This piece by Lorenzo Morales at La Silla Vacía shows, with concise and beautiful prose, the process through which the FARC impose themselves on local peoples in Colombia, becoming the de facto rulers of an incipient state.
Morales tells us about life in Araracuara, a small, isolated town within the Caquetá Department, deep within the Amazon. During the last couple of years, the town has been going through an illegal gold-mining boom.
The town is so hard to reach that it used to house a penal colony in 1939, and today “…remains a confined place: there’s no road, a ticket to board the weekly 19-seat plane that arrives from Bogotá costs more than minimum wage. A beer costs 5000 pesos, a gallon of gas 16,000, twice as much as in Bogotá.”
There, reality is inmune to the announcements of the Ministry of Environment, to the statements of the Defense Ministry, the plans of the one in charge of housing, to the governmental promises of infrastructure or healthcare. There, life governs itself, with its own laws.
That is… until recently:
Two months ago the FARC came back down from their strongholds in the upper Caquetá, from Florencia, San Vicente, Puerto Rico, El Doncello. They didn’t come with guns and swamp boots, but in small groups of militias, camouflaged among the strangers who come to this land looking to suck some of the new bonanza: the gold. New, because poverty here is an interlude between bonanzas: that of rubber 100 years ago, tiger or jaguar skins 50 years ago, coca 25 years back…
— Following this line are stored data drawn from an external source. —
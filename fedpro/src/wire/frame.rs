//! Frame envelope: `[length:4][type:1][sequence:8][payload:N]`.
//!
//! - **length**: bytes following the length field (header + payload), big-endian u32
//! - **type**: [`FrameType`] tag
//! - **sequence**: big-endian u64
//! - **payload**: opaque to this layer

use bytes::{Buf, BufMut, Bytes, BytesMut};

/// Size of the length prefix.
pub const LENGTH_FIELD_LEN: usize = 4;

/// Size of the header that follows the length prefix: type tag + sequence number.
pub const HEADER_LEN: usize = 1 + 8;

#[derive(Debug, Clone, PartialEq, Eq, thiserror::Error)]
pub enum MalformedFrame {
    #[error("truncated frame: need {needed} bytes, have {have}")]
    Truncated { needed: usize, have: usize },

    #[error("declared length {declared} does not match {available} available bytes")]
    LengthMismatch { declared: usize, available: usize },

    #[error("unrecognized frame type tag {0:#04x}")]
    UnknownType(u8),

    #[error("frame exceeds maximum length of {max} bytes")]
    Oversized { max: usize },
}

#[derive(Debug, Clone, Copy, PartialEq, Eq, Hash)]
#[repr(u8)]
pub enum FrameType {
    /// Service invocation from the federate.
    Call = 1,
    /// Answer to exactly one Call, or a callback acknowledgement from the federate.
    Reply = 2,
    /// Notification pushed by the RTI.
    Callback = 3,
    /// Session bookkeeping (heartbeats, goodbye).
    Control = 4,
}

impl FrameType {
    pub fn tag(self) -> u8 {
        self as u8
    }

    pub fn as_str(&self) -> &'static str {
        match self {
            Self::Call => "call",
            Self::Reply => "reply",
            Self::Callback => "callback",
            Self::Control => "control",
        }
    }
}

impl TryFrom<u8> for FrameType {
    type Error = MalformedFrame;

    fn try_from(tag: u8) -> Result<Self, Self::Error> {
        match tag {
            1 => Ok(Self::Call),
            2 => Ok(Self::Reply),
            3 => Ok(Self::Callback),
            4 => Ok(Self::Control),
            other => Err(MalformedFrame::UnknownType(other)),
        }
    }
}

impl std::fmt::Display for FrameType {
    fn fmt(&self, f: &mut std::fmt::Formatter<'_>) -> std::fmt::Result {
        f.write_str(self.as_str())
    }
}

/// One message on the wire.
#[derive(Debug, Clone, PartialEq, Eq)]
pub struct Frame {
    pub frame_type: FrameType,
    pub sequence: u64,
    pub payload: Bytes,
}

impl Frame {
    pub fn new(frame_type: FrameType, sequence: u64, payload: impl Into<Bytes>) -> Self {
        Self {
            frame_type,
            sequence,
            payload: payload.into(),
        }
    }

    pub fn call(sequence: u64, payload: impl Into<Bytes>) -> Self {
        Self::new(FrameType::Call, sequence, payload)
    }

    pub fn reply(sequence: u64, payload: impl Into<Bytes>) -> Self {
        Self::new(FrameType::Reply, sequence, payload)
    }

    pub fn callback(sequence: u64, payload: impl Into<Bytes>) -> Self {
        Self::new(FrameType::Callback, sequence, payload)
    }

    /// Control frames never consume call sequence numbers.
    pub fn control(payload: impl Into<Bytes>) -> Self {
        Self::new(FrameType::Control, 0, payload)
    }

    /// Bytes following the length prefix.
    pub fn body_len(&self) -> usize {
        HEADER_LEN + self.payload.len()
    }

    /// Encode the full envelope, length prefix included.
    pub fn encode(&self) -> Bytes {
        let mut buf = BytesMut::with_capacity(LENGTH_FIELD_LEN + self.body_len());
        buf.put_u32(self.body_len() as u32);
        self.encode_body(&mut buf);
        buf.freeze()
    }

    /// Decode a complete envelope, length prefix included.
    pub fn decode(bytes: &[u8]) -> Result<Self, MalformedFrame> {
        if bytes.len() < LENGTH_FIELD_LEN {
            return Err(MalformedFrame::Truncated {
                needed: LENGTH_FIELD_LEN,
                have: bytes.len(),
            });
        }
        let mut cursor = bytes;
        let declared = cursor.get_u32() as usize;
        if declared != cursor.len() {
            return Err(MalformedFrame::LengthMismatch {
                declared,
                available: cursor.len(),
            });
        }
        Self::decode_body(Bytes::copy_from_slice(cursor))
    }

    pub(crate) fn encode_body(&self, dst: &mut BytesMut) {
        dst.reserve(self.body_len());
        dst.put_u8(self.frame_type.tag());
        dst.put_u64(self.sequence);
        dst.put_slice(&self.payload);
    }

    /// Decode the bytes following the length prefix.
    pub(crate) fn decode_body(mut body: Bytes) -> Result<Self, MalformedFrame> {
        if body.len() < HEADER_LEN {
            return Err(MalformedFrame::Truncated {
                needed: HEADER_LEN,
                have: body.len(),
            });
        }
        let frame_type = FrameType::try_from(body.get_u8())?;
        let sequence = body.get_u64();
        Ok(Self {
            frame_type,
            sequence,
            payload: body,
        })
    }
}

#[cfg(test)]
mod tests {
    use super::*;

    #[test]
    fn encode_layout_is_big_endian() {
        let frame = Frame::call(0x0102, Bytes::from_static(b"hi"));
        let bytes = frame.encode();

        assert_eq!(
            bytes.as_ref(),
            &[0, 0, 0, 11, 1, 0, 0, 0, 0, 0, 0, 0x01, 0x02, b'h', b'i']
        );
    }

    #[test]
    fn roundtrip_preserves_fields() {
        let frame = Frame::callback(u64::MAX, Bytes::from_static(&[0, 1, 2, 3]));
        let decoded = Frame::decode(&frame.encode()).unwrap();
        assert_eq!(decoded, frame);
    }

    #[test]
    fn roundtrip_empty_payload() {
        let frame = Frame::control(Bytes::new());
        let decoded = Frame::decode(&frame.encode()).unwrap();
        assert_eq!(decoded.frame_type, FrameType::Control);
        assert_eq!(decoded.sequence, 0);
        assert!(decoded.payload.is_empty());
    }

    #[test]
    fn decode_rejects_missing_length_prefix() {
        assert_eq!(
            Frame::decode(&[0, 0]),
            Err(MalformedFrame::Truncated { needed: 4, have: 2 })
        );
    }

    #[test]
    fn decode_rejects_length_mismatch() {
        let mut bytes = Frame::reply(7, Bytes::from_static(b"abc")).encode().to_vec();
        bytes.pop();

        assert_eq!(
            Frame::decode(&bytes),
            Err(MalformedFrame::LengthMismatch {
                declared: 12,
                available: 11
            })
        );
    }

    #[test]
    fn decode_rejects_trailing_bytes() {
        let mut bytes = Frame::reply(7, Bytes::new()).encode().to_vec();
        bytes.push(0xff);

        assert!(matches!(
            Frame::decode(&bytes),
            Err(MalformedFrame::LengthMismatch { .. })
        ));
    }

    #[test]
    fn decode_rejects_truncated_header() {
        // Declared length covers only the type tag.
        let bytes = [0, 0, 0, 1, 1];
        assert_eq!(
            Frame::decode(&bytes),
            Err(MalformedFrame::Truncated { needed: 9, have: 1 })
        );
    }

    #[test]
    fn decode_rejects_unknown_type() {
        let mut bytes = Frame::call(1, Bytes::new()).encode().to_vec();
        bytes[4] = 0;
        assert_eq!(Frame::decode(&bytes), Err(MalformedFrame::UnknownType(0)));

        bytes[4] = 9;
        assert_eq!(Frame::decode(&bytes), Err(MalformedFrame::UnknownType(9)));
    }
}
They arrived to restore order, they say. Order, in guerrilla logic, is to send boys to remove their piercings and get haircuts, forbid miners from getting drunk in brothels in Puerto Santander (across the river), lower the volume of music in the bars, sweep the town’s roads. Everyone knows that is the recurrent costume that precedes their next suit, that of armed “chepitos” [popular term denoting pintoresque, harrassing debt collectors that used to be common in Bogotá] asking for compulsory contributions. Said and done.